Imagine, I made them tea and we laughed together.
The room is now clean and bright and upside down.
My daughter says “you’ll have weeks, months, to sort it out”
Silence and Radio 4 reigns now
the window is bright, all the books in boxes still,
my resolution to leave on the front wall
all that I did not reshelve undone
I did two Chi Gung sequences in the car park
the film set folk have left vacant.
The basketball court full with lithe young men
In a weeks-time that will be at an end
No planes across my balcony
No children screeching from the nursery.
Facetime has replaced face to face
And daughter braved her ending self-isolation
on Sunday to leave an orchid and echinacea on my doorstep
Beauty and protection,
We spoke across metric lines measured in air.

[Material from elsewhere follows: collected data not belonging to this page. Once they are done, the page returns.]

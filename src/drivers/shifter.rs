//! Console read-cycle service.
//!
//! The SNES clocks bits out at roughly 12us, far too fast to bounce
//! through the main loop, so latch and clock edges are served directly
//! from the GPIO interrupt. The handler owns the console pins and the
//! shift engine behind a critical-section mutex; the main loop only
//! swaps the live status word in through [`set_word`].

use core::cell::RefCell;
use core::sync::atomic::{AtomicU16, AtomicU32, Ordering};

use critical_section::Mutex;
use esp_hal::gpio::{Event, Level};

use snes_proto::{ButtonSet, ShiftEngine};

use crate::board::ConsoleHw;
use crate::kernel::wake;

struct Service {
    hw: ConsoleHw,
    engine: ShiftEngine,
}

static SERVICE: Mutex<RefCell<Option<Service>>> = Mutex::new(RefCell::new(None));

// Written by the main loop, read at latch time; atomic so the ISR
// never waits on the main loop.
static LIVE_WORD: AtomicU16 = AtomicU16::new(0);
static LATCHES: AtomicU32 = AtomicU32::new(0);

/// Take ownership of the console pins and enable latch/clock edge
/// interrupts. [`console_isr`] must already be registered on `Io`.
pub fn install(mut hw: ConsoleHw) {
    hw.latch.listen(Event::RisingEdge);
    hw.clock.listen(Event::RisingEdge);
    critical_section::with(|cs| {
        SERVICE.borrow_ref_mut(cs).replace(Service {
            hw,
            engine: ShiftEngine::new(),
        });
    });
}

/// Publish the status word for the next read cycle.
pub fn set_word(set: ButtonSet) {
    LIVE_WORD.store(set.word(), Ordering::Release);
}

/// Read cycles served since boot.
pub fn latch_count() -> u32 {
    LATCHES.load(Ordering::Relaxed)
}

#[esp_hal::handler(priority = esp_hal::interrupt::Priority::Priority3)]
pub fn console_isr() {
    critical_section::with(|cs| {
        let mut service = SERVICE.borrow_ref_mut(cs);
        let Some(service) = service.as_mut() else {
            return;
        };

        if service.hw.latch.is_interrupt_set() {
            service.hw.latch.clear_interrupt();
            let set = ButtonSet::from_bits_truncate(LIVE_WORD.load(Ordering::Acquire));
            let high = service.engine.latch(set);
            drive(&mut service.hw, high);
            LATCHES.fetch_add(1, Ordering::Relaxed);
            wake::signal_console();
        }

        if service.hw.clock.is_interrupt_set() {
            service.hw.clock.clear_interrupt();
            let high = service.engine.clock();
            drive(&mut service.hw, high);
        }
    });
}

fn drive(hw: &mut ConsoleHw, high: bool) {
    hw.data
        .set_level(if high { Level::High } else { Level::Low });
}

This Monday more alike a Sunday
in London than I’ve ever known
My hairdresser still open but I cannot breach the threshold
I squint into the sun through a too-long fringe, glad not to be in bed
At ‘elderly hour’ a Tesco worker gifts me
A French loaf he bought a few of for lunches
He’s just delivered rolls but had sent me to an empty shelf
The retail heroes go beyond their duties
They also serve who give away their bread.